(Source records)
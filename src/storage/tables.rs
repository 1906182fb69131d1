use redb::TableDefinition;

/// File records: uuid -> FileRecord (msgpack)
pub const FILES: TableDefinition<&str, &[u8]> = TableDefinition::new("files");

/// Owner index: username -> msgpack Vec of file UUIDs
pub const OWNER_FILES: TableDefinition<&str, &[u8]> = TableDefinition::new("owner_files");

/// Account records: account id -> Account (msgpack)
pub const ACCOUNTS: TableDefinition<&str, &[u8]> = TableDefinition::new("accounts");

/// Username index: username -> account id (for login and owner resolution)
pub const ACCOUNT_USERNAMES: TableDefinition<&str, &str> =
    TableDefinition::new("account_usernames");

/// Category taxonomy: slug -> Category (msgpack)
pub const CATEGORIES: TableDefinition<&str, &[u8]> = TableDefinition::new("categories");

/// Service-wide settings: key -> msgpack value (notification template)
pub const SETTINGS: TableDefinition<&str, &[u8]> = TableDefinition::new("settings");
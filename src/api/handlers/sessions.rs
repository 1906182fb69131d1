use std::sync::Arc;

use axum::extract::State;
use axum::http::header;
use axum::response::{IntoResponse, Response};
use axum::Json;
use serde::{Deserialize, Serialize};

use super::accounts::account_to_response;
use super::accounts::AccountResponse;
use crate::api::response::{ApiError, AppJson, JSend};
use crate::auth::{self, CurrentUser};
use crate::AppState;

// ============================================================================
// Types
// ============================================================================

#[derive(Debug, Deserialize)]
pub struct LoginRequest {
    pub username: String,
    pub password: String,
}

#[derive(Debug, Serialize)]
pub struct SessionResponse {
    pub token: String,
    pub username: String,
    pub admin: bool,
}

// ============================================================================
// Handlers
// ============================================================================

/// Exchange credentials for a session token, also set as a cookie.
/// Unknown usernames and wrong passwords are indistinguishable.
pub async fn login(
    State(state): State<Arc<AppState>>,
    AppJson(req): AppJson<LoginRequest>,
) -> Result<Response, ApiError> {
    let account = state
        .db
        .get_account_by_username(&req.username)
        .map_err(|e| ApiError::internal(e.to_string()))?;

    let account = match account {
        Some(account) if auth::verify_password(&req.password, &account.password_hash) => account,
        _ => return Err(ApiError::unauthorized("Invalid username or password")),
    };

    let ttl = state.config.auth.session_ttl_secs;
    let token = state.sessions.mint(&account.username, ttl);

    tracing::debug!(username = %account.username, "Session opened");

    let body = JSend::success(SessionResponse {
        token: token.clone(),
        username: account.username,
        admin: account.admin,
    });

    Ok((
        [(header::SET_COOKIE, auth::session_cookie(&token, ttl))],
        body,
    )
        .into_response())
}

/// The account behind the current session.
pub async fn current_session(
    CurrentUser(account): CurrentUser,
) -> Json<JSend<AccountResponse>> {
    JSend::success(account_to_response(&account))
}

/// Clear the session cookie. Tokens stay valid until expiry; there is no
/// server-side session store to invalidate.
pub async fn logout() -> Response {
    (
        [(header::SET_COOKIE, auth::clear_session_cookie())],
        JSend::success(()),
    )
        .into_response()
}
use redb::ReadableTable;

use super::db::{Database, DatabaseError};
use super::models::Category;
use super::tables::*;

impl Database {
    // ========================================================================
    // Category taxonomy operations
    // ========================================================================

    /// Store a category, keyed by slug
    pub fn put_category(&self, category: &Category) -> Result<(), DatabaseError> {
        debug_assert!(!category.slug.is_empty(), "category slug must not be empty");

        let write_txn = self.begin_write()?;
        {
            let mut table = write_txn.open_table(CATEGORIES)?;
            let data = rmp_serde::to_vec_named(category)?;
            table.insert(category.slug.as_str(), data.as_slice())?;
        }
        write_txn.commit()?;
        Ok(())
    }

    /// Get a category by slug
    pub fn get_category(&self, slug: &str) -> Result<Option<Category>, DatabaseError> {
        let read_txn = self.begin_read()?;
        let table = read_txn.open_table(CATEGORIES)?;

        match table.get(slug)? {
            Some(data) => {
                let category: Category = rmp_serde::from_slice(data.value())?;
                Ok(Some(category))
            }
            None => Ok(None),
        }
    }

    /// The full taxonomy, sorted by name. Sources the category dropdown of
    /// the listing view.
    pub fn get_all_categories(&self) -> Result<Vec<Category>, DatabaseError> {
        let read_txn = self.begin_read()?;
        let table = read_txn.open_table(CATEGORIES)?;

        let mut categories = Vec::new();
        for result in table.iter()? {
            let (_, value) = result?;
            let category: Category = rmp_serde::from_slice(value.value())?;
            categories.push(category);
        }

        categories.sort_by(|a, b| a.name.cmp(&b.name));
        Ok(categories)
    }

    /// Delete a category by slug. The slug is not scrubbed from file
    /// records; stale tags simply stop matching any category.
    pub fn delete_category(&self, slug: &str) -> Result<bool, DatabaseError> {
        let write_txn = self.begin_write()?;
        let mut table = write_txn.open_table(CATEGORIES)?;
        let deleted = table.remove(slug)?.is_some();
        drop(table);
        write_txn.commit()?;
        Ok(deleted)
    }
}
//! userfiles - per-user private file delivery
//!
//! An administrator uploads a document and assigns it to one registered
//! account; that account (and only that account) can view or download it
//! through a gated byte-range streaming endpoint. Provides:
//! - An access gate keyed on `?upf=vw|dl&id=...` query parameters
//! - Single-range HTTP streaming in 1 MiB chunks
//! - Owner-scoped upload storage with PDF-only whitelisting
//! - Templated notification mail on assignment
//! - redb embedded database for metadata (ACID, MVCC, crash-safe)

pub mod api;
pub mod auth;
pub mod config;
pub mod mailer;
pub mod storage;
pub mod stream;

use std::path::PathBuf;
use std::sync::Arc;

use auth::SessionKey;
use config::Config;
use mailer::Mailer;
use storage::Database;

/// Shared application state
pub struct AppState {
    pub config: Config,
    pub db: Database,
    pub sessions: SessionKey,
    pub mailer: Arc<dyn Mailer>,
}

impl AppState {
    /// Absolute path of a payload under the uploads root.
    pub fn uploads_path(&self, relative: &str) -> PathBuf {
        PathBuf::from(&self.config.storage.uploads_dir).join(relative)
    }
}
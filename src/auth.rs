//! Session tokens and password hashing.
//!
//! Tokens are `<payload-b64url>.<hmac-b64url>` where the payload is a JSON
//! `{sub, exp}` pair. Passwords are stored as
//! `pbkdf2-sha256$<iterations>$<salt-b64>$<hash-b64>`.

use std::num::NonZeroU32;
use std::sync::Arc;

use axum::extract::FromRequestParts;
use axum::http::header;
use axum::http::request::Parts;
use ring::rand::SecureRandom;
use ring::{hmac, pbkdf2};
use serde::{Deserialize, Serialize};
use thiserror::Error;

use crate::api::response::ApiError;
use crate::storage::models::Account;
use crate::AppState;

pub const SESSION_COOKIE: &str = "upf_session";

const PBKDF2_ITERATIONS: u32 = 100_000;
const SALT_LEN: usize = 16;
const CREDENTIAL_LEN: usize = 32;

#[derive(Debug, Error)]
pub enum AuthError {
    #[error("Malformed session token")]
    Malformed,
    #[error("Session token signature mismatch")]
    BadSignature,
    #[error("Session expired")]
    Expired,
    #[error("Failed to generate randomness")]
    Rng,
}

#[derive(Debug, Serialize, Deserialize)]
struct SessionClaims {
    sub: String,
    exp: i64,
}

/// Signs and verifies session tokens.
pub struct SessionKey {
    key: hmac::Key,
}

impl SessionKey {
    pub fn new(secret: &str) -> Self {
        Self {
            key: hmac::Key::new(hmac::HMAC_SHA256, secret.as_bytes()),
        }
    }

    /// Mint a token for `username` valid for `ttl_secs` from now.
    pub fn mint(&self, username: &str, ttl_secs: i64) -> String {
        let claims = SessionClaims {
            sub: username.to_string(),
            exp: chrono::Utc::now().timestamp() + ttl_secs,
        };
        // Serializing a two-field struct of String/i64 cannot fail.
        let payload =
            base64_url_encode(&serde_json::to_vec(&claims).unwrap_or_default());
        let tag = hmac::sign(&self.key, payload.as_bytes());
        format!("{payload}.{}", base64_url_encode(tag.as_ref()))
    }

    /// Verify a token and return the username it was minted for.
    pub fn verify(&self, token: &str) -> Result<String, AuthError> {
        let (payload, sig) = token.split_once('.').ok_or(AuthError::Malformed)?;
        let sig = base64_url_decode(sig).map_err(|_| AuthError::Malformed)?;

        hmac::verify(&self.key, payload.as_bytes(), &sig)
            .map_err(|_| AuthError::BadSignature)?;

        let claims: SessionClaims = serde_json::from_slice(
            &base64_url_decode(payload).map_err(|_| AuthError::Malformed)?,
        )
        .map_err(|_| AuthError::Malformed)?;

        if claims.exp <= chrono::Utc::now().timestamp() {
            return Err(AuthError::Expired);
        }

        Ok(claims.sub)
    }
}

/// `Set-Cookie` value for a freshly minted session token.
pub fn session_cookie(token: &str, ttl_secs: i64) -> String {
    format!("{SESSION_COOKIE}={token}; Path=/; HttpOnly; SameSite=Lax; Max-Age={ttl_secs}")
}

/// `Set-Cookie` value that clears the session cookie.
pub fn clear_session_cookie() -> String {
    format!("{SESSION_COOKIE}=; Path=/; HttpOnly; SameSite=Lax; Max-Age=0")
}

// ============================================================================
// Password hashing
// ============================================================================

pub fn hash_password(password: &str) -> Result<String, AuthError> {
    let rng = ring::rand::SystemRandom::new();
    let mut salt = [0u8; SALT_LEN];
    rng.fill(&mut salt).map_err(|_| AuthError::Rng)?;

    let mut hash = [0u8; CREDENTIAL_LEN];
    pbkdf2::derive(
        pbkdf2::PBKDF2_HMAC_SHA256,
        NonZeroU32::new(PBKDF2_ITERATIONS).expect("iteration count is non-zero"),
        &salt,
        password.as_bytes(),
        &mut hash,
    );

    Ok(format!(
        "pbkdf2-sha256${PBKDF2_ITERATIONS}${}${}",
        base64_url_encode(&salt),
        base64_url_encode(&hash)
    ))
}

pub fn verify_password(password: &str, stored: &str) -> bool {
    let mut parts = stored.split('$');
    let (scheme, iterations, salt, hash) = match (
        parts.next(),
        parts.next(),
        parts.next(),
        parts.next(),
    ) {
        (Some(s), Some(i), Some(salt), Some(hash)) => (s, i, salt, hash),
        _ => return false,
    };

    if scheme != "pbkdf2-sha256" {
        return false;
    }
    let iterations = match iterations.parse::<u32>().ok().and_then(NonZeroU32::new) {
        Some(i) => i,
        None => return false,
    };
    let (salt, hash) = match (base64_url_decode(salt), base64_url_decode(hash)) {
        (Ok(s), Ok(h)) => (s, h),
        _ => return false,
    };

    pbkdf2::verify(
        pbkdf2::PBKDF2_HMAC_SHA256,
        iterations,
        &salt,
        password.as_bytes(),
        &hash,
    )
    .is_ok()
}

// ============================================================================
// Request extractors
// ============================================================================

/// The authenticated account behind the request, resolved from the
/// `upf_session` cookie or a bearer token. Rejects with 401.
pub struct CurrentUser(pub Account);

/// An authenticated account with the admin flag set. Rejects with 403.
pub struct AdminUser(pub Account);

/// Pull the session token out of the request, bearer header first.
pub fn session_token(parts: &Parts) -> Option<String> {
    if let Some(auth) = parts
        .headers
        .get(header::AUTHORIZATION)
        .and_then(|v| v.to_str().ok())
    {
        if let Some(token) = auth.strip_prefix("Bearer ") {
            return Some(token.to_string());
        }
    }

    let cookies = parts.headers.get(header::COOKIE)?.to_str().ok()?;
    cookies.split(';').find_map(|pair| {
        let (name, value) = pair.trim().split_once('=')?;
        (name == SESSION_COOKIE).then(|| value.to_string())
    })
}

#[axum::async_trait]
impl FromRequestParts<Arc<AppState>> for CurrentUser {
    type Rejection = ApiError;

    async fn from_request_parts(
        parts: &mut Parts,
        state: &Arc<AppState>,
    ) -> Result<Self, ApiError> {
        let token = session_token(parts)
            .ok_or_else(|| ApiError::unauthorized("Authentication required"))?;

        let username = state
            .sessions
            .verify(&token)
            .map_err(|e| ApiError::unauthorized(e.to_string()))?;

        let account = state
            .db
            .get_account_by_username(&username)
            .map_err(|e| ApiError::internal(e.to_string()))?
            .ok_or_else(|| ApiError::unauthorized("Unknown account"))?;

        Ok(CurrentUser(account))
    }
}

#[axum::async_trait]
impl FromRequestParts<Arc<AppState>> for AdminUser {
    type Rejection = ApiError;

    async fn from_request_parts(
        parts: &mut Parts,
        state: &Arc<AppState>,
    ) -> Result<Self, ApiError> {
        let CurrentUser(account) = CurrentUser::from_request_parts(parts, state).await?;
        if !account.admin {
            return Err(ApiError::forbidden("Administrator access required"));
        }
        Ok(AdminUser(account))
    }
}

fn base64_url_encode(data: &[u8]) -> String {
    use base64::Engine;
    base64::engine::general_purpose::URL_SAFE_NO_PAD.encode(data)
}

fn base64_url_decode(data: &str) -> Result<Vec<u8>, base64::DecodeError> {
    use base64::Engine;
    base64::engine::general_purpose::URL_SAFE_NO_PAD.decode(data)
}
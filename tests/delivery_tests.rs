use std::sync::Arc;

use axum::body::Body;
use axum::http::{header, Request, StatusCode};
use axum::Router;
use chrono::Utc;
use http_body_util::BodyExt;
use tower::ServiceExt;
use userfiles::api::create_router;
use userfiles::auth::{self, SessionKey};
use userfiles::config::{AuthConfig, Config, MailConfig, ServerConfig, SiteConfig, StorageConfig};
use userfiles::mailer::{LogMailer, Mailer};
use userfiles::storage::models::{Account, FileRecord, StoredFile};
use userfiles::storage::Database;
use userfiles::AppState;

fn test_state(dir: &tempfile::TempDir) -> Arc<AppState> {
    let uploads = dir.path().join("uploads");
    std::fs::create_dir_all(&uploads).unwrap();

    let config = Config {
        server: ServerConfig {
            bind_address: "127.0.0.1:0".to_string(),
            data_dir: dir.path().join("data").to_string_lossy().into_owned(),
        },
        site: SiteConfig {
            name: "Test Site".to_string(),
            base_url: "http://localhost:8080".to_string(),
            login_url: "http://localhost:8080/login".to_string(),
        },
        storage: StorageConfig {
            uploads_dir: uploads.to_string_lossy().into_owned(),
        },
        auth: AuthConfig {
            session_secret: "test-secret".to_string(),
            session_ttl_secs: 3600,
            admin_username: "admin".to_string(),
            admin_password: String::new(),
            admin_email: "admin@localhost".to_string(),
        },
        mail: MailConfig {
            endpoint: None,
            api_token: None,
            from_address: "noreply@localhost".to_string(),
        },
        test_mode: false,
        max_upload_size: 10 * 1024 * 1024,
    };

    let db = Database::open(dir.path().join("data")).unwrap();
    let mailer: Arc<dyn Mailer> = Arc::new(LogMailer);

    Arc::new(AppState {
        sessions: SessionKey::new(&config.auth.session_secret),
        config,
        db,
        mailer,
    })
}

fn make_account(state: &AppState, username: &str, admin: bool) -> Account {
    let account = Account {
        id: format!("acct-{username}"),
        username: username.to_string(),
        email: format!("{username}@example.com"),
        password_hash: auth::hash_password("correct horse").unwrap(),
        admin,
        storage_dir: None,
        created_at: Utc::now(),
    };
    state.db.put_account(&account).unwrap();
    account
}

/// Seed a record with a physical payload under the uploads root.
fn seed_file(state: &AppState, id: &str, owner: &str, data: &[u8]) -> FileRecord {
    let relative = format!("{owner}-dir/{id}.pdf");
    let dest = std::path::Path::new(&state.config.storage.uploads_dir).join(&relative);
    std::fs::create_dir_all(dest.parent().unwrap()).unwrap();
    std::fs::write(&dest, data).unwrap();

    let now = Utc::now();
    let record = FileRecord {
        id: id.to_string(),
        title: "Quarterly report".to_string(),
        owner: owner.to_string(),
        file: Some(StoredFile {
            path: relative.clone(),
            name: format!("{id}.pdf"),
            url: format!("http://localhost:8080/uploads/{relative}"),
            mime_type: "application/pdf".to_string(),
        }),
        categories: Vec::new(),
        created_at: now,
        updated_at: now,
    };
    state.db.put_file(&record).unwrap();
    record
}

fn token(state: &AppState, username: &str) -> String {
    state.sessions.mint(username, 3600)
}

fn gate_request(uri: &str, token: Option<&str>, range: Option<&str>) -> Request<Body> {
    let mut builder = Request::builder().uri(uri);
    if let Some(token) = token {
        builder = builder.header(header::COOKIE, format!("upf_session={token}"));
    }
    if let Some(range) = range {
        builder = builder.header(header::RANGE, range);
    }
    builder.body(Body::empty()).unwrap()
}

async fn send(app: &Router, request: Request<Body>) -> axum::response::Response {
    app.clone().oneshot(request).await.unwrap()
}

async fn body_bytes(response: axum::response::Response) -> bytes::Bytes {
    response.into_body().collect().await.unwrap().to_bytes()
}

async fn body_json(response: axum::response::Response) -> serde_json::Value {
    serde_json::from_slice(&body_bytes(response).await).unwrap()
}

fn payload() -> Vec<u8> {
    (0..=255u8).cycle().take(1000).collect()
}

// ============================================================================
// Tests
// ============================================================================

#[tokio::test]
async fn test_root_without_gate_params() {
    let dir = tempfile::tempdir().unwrap();
    let app = create_router(test_state(&dir));

    let response = send(&app, gate_request("/", None, None)).await;
    assert_eq!(response.status(), StatusCode::OK);

    let json = body_json(response).await;
    assert_eq!(json["status"], "success");
    assert_eq!(json["data"]["service"], "userfiles");
}

#[tokio::test]
async fn test_gate_unknown_action_code() {
    let dir = tempfile::tempdir().unwrap();
    let state = test_state(&dir);
    make_account(&state, "alice", false);
    let alice = token(&state, "alice");
    let app = create_router(state);

    let response = send(&app, gate_request("/?upf=rm&id=abc", Some(&alice), None)).await;
    assert_eq!(response.status(), StatusCode::BAD_REQUEST);
}

#[tokio::test]
async fn test_gate_redirects_anonymous_before_validating_action() {
    let dir = tempfile::tempdir().unwrap();
    let app = create_router(test_state(&dir));

    // An anonymous caller is sent to login even with a bogus action code.
    let response = send(&app, gate_request("/?upf=rm&id=abc", None, None)).await;
    assert_eq!(response.status(), StatusCode::FOUND);
}

#[tokio::test]
async fn test_gate_redirects_unauthenticated_to_login() {
    let dir = tempfile::tempdir().unwrap();
    let app = create_router(test_state(&dir));

    let response = send(&app, gate_request("/?upf=dl&id=abc", None, None)).await;
    assert_eq!(response.status(), StatusCode::FOUND);

    let location = response
        .headers()
        .get(header::LOCATION)
        .unwrap()
        .to_str()
        .unwrap();
    assert!(
        location.starts_with("http://localhost:8080/login?redirect_to="),
        "unexpected location: {location}"
    );
}

#[tokio::test]
async fn test_gate_expired_session_redirects() {
    let dir = tempfile::tempdir().unwrap();
    let state = test_state(&dir);
    make_account(&state, "alice", false);
    let expired = state.sessions.mint("alice", -10);
    let app = create_router(state);

    let response = send(&app, gate_request("/?upf=dl&id=abc", Some(&expired), None)).await;
    assert_eq!(response.status(), StatusCode::FOUND);
}

#[tokio::test]
async fn test_gate_missing_record() {
    let dir = tempfile::tempdir().unwrap();
    let state = test_state(&dir);
    make_account(&state, "alice", false);
    let token = token(&state, "alice");
    let app = create_router(state);

    let response = send(&app, gate_request("/?upf=dl&id=ghost", Some(&token), None)).await;
    assert_eq!(response.status(), StatusCode::NOT_FOUND);
}

#[tokio::test]
async fn test_gate_denies_non_owner() {
    let dir = tempfile::tempdir().unwrap();
    let state = test_state(&dir);
    make_account(&state, "alice", false);
    make_account(&state, "bob", false);
    seed_file(&state, "file-1", "alice", &payload());
    let bob = token(&state, "bob");
    let app = create_router(state);

    let response = send(&app, gate_request("/?upf=dl&id=file-1", Some(&bob), None)).await;
    assert_eq!(response.status(), StatusCode::FORBIDDEN);

    let json = body_json(response).await;
    assert_eq!(json["status"], "fail");
    assert_eq!(json["data"]["message"], "This file is not assigned to you");
}

#[tokio::test]
async fn test_gate_download_full_body() {
    let dir = tempfile::tempdir().unwrap();
    let state = test_state(&dir);
    make_account(&state, "alice", false);
    seed_file(&state, "file-1", "alice", &payload());
    let alice = token(&state, "alice");
    let app = create_router(state);

    let response = send(&app, gate_request("/?upf=dl&id=file-1", Some(&alice), None)).await;
    assert_eq!(response.status(), StatusCode::OK);
    assert_eq!(
        response.headers().get(header::CONTENT_TYPE).unwrap(),
        "application/pdf"
    );
    assert_eq!(
        response.headers().get(header::CONTENT_DISPOSITION).unwrap(),
        "attachment; filename=\"file-1.pdf\""
    );
    assert_eq!(response.headers().get(header::CACHE_CONTROL).unwrap(), "private");

    let body = body_bytes(response).await;
    assert_eq!(body.as_ref(), payload().as_slice());
}

#[tokio::test]
async fn test_gate_view_is_inline() {
    let dir = tempfile::tempdir().unwrap();
    let state = test_state(&dir);
    make_account(&state, "alice", false);
    seed_file(&state, "file-1", "alice", &payload());
    let alice = token(&state, "alice");
    let app = create_router(state);

    let response = send(&app, gate_request("/?upf=vw&id=file-1", Some(&alice), None)).await;
    assert_eq!(response.status(), StatusCode::OK);
    assert_eq!(
        response.headers().get(header::CONTENT_DISPOSITION).unwrap(),
        "inline; filename=\"file-1.pdf\""
    );
}

#[tokio::test]
async fn test_gate_honors_byte_range() {
    let dir = tempfile::tempdir().unwrap();
    let state = test_state(&dir);
    make_account(&state, "alice", false);
    seed_file(&state, "file-1", "alice", &payload());
    let alice = token(&state, "alice");
    let app = create_router(state);

    let response = send(
        &app,
        gate_request("/?upf=dl&id=file-1", Some(&alice), Some("bytes=0-99")),
    )
    .await;
    assert_eq!(response.status(), StatusCode::PARTIAL_CONTENT);
    assert_eq!(
        response.headers().get(header::CONTENT_RANGE).unwrap(),
        "bytes 0-99/1000"
    );
    assert_eq!(response.headers().get(header::CONTENT_LENGTH).unwrap(), "100");

    let body = body_bytes(response).await;
    assert_eq!(body.as_ref(), &payload()[..100]);
}

#[tokio::test]
async fn test_gate_rejects_bad_range() {
    let dir = tempfile::tempdir().unwrap();
    let state = test_state(&dir);
    make_account(&state, "alice", false);
    seed_file(&state, "file-1", "alice", &payload());
    let alice = token(&state, "alice");
    let app = create_router(state);

    let response = send(
        &app,
        gate_request("/?upf=dl&id=file-1", Some(&alice), Some("bytes=5000-6000")),
    )
    .await;
    assert_eq!(response.status(), StatusCode::RANGE_NOT_SATISFIABLE);
}

#[tokio::test]
async fn test_gate_accepts_bearer_token() {
    let dir = tempfile::tempdir().unwrap();
    let state = test_state(&dir);
    make_account(&state, "alice", false);
    seed_file(&state, "file-1", "alice", &payload());
    let alice = token(&state, "alice");
    let app = create_router(state);

    let request = Request::builder()
        .uri("/?upf=dl&id=file-1")
        .header(header::AUTHORIZATION, format!("Bearer {alice}"))
        .body(Body::empty())
        .unwrap();

    let response = send(&app, request).await;
    assert_eq!(response.status(), StatusCode::OK);
}

#[tokio::test]
async fn test_gate_record_without_payload() {
    let dir = tempfile::tempdir().unwrap();
    let state = test_state(&dir);
    make_account(&state, "alice", false);

    let now = Utc::now();
    state
        .db
        .put_file(&FileRecord {
            id: "bare".to_string(),
            title: "No payload yet".to_string(),
            owner: "alice".to_string(),
            file: None,
            categories: Vec::new(),
            created_at: now,
            updated_at: now,
        })
        .unwrap();

    let alice = token(&state, "alice");
    let app = create_router(state);

    let response = send(&app, gate_request("/?upf=dl&id=bare", Some(&alice), None)).await;
    assert_eq!(response.status(), StatusCode::NOT_FOUND);
}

Your assignment:
Could you work out how many lines in the records include "FileRecord"? Answer with the number only.

Answer for this exercise:
5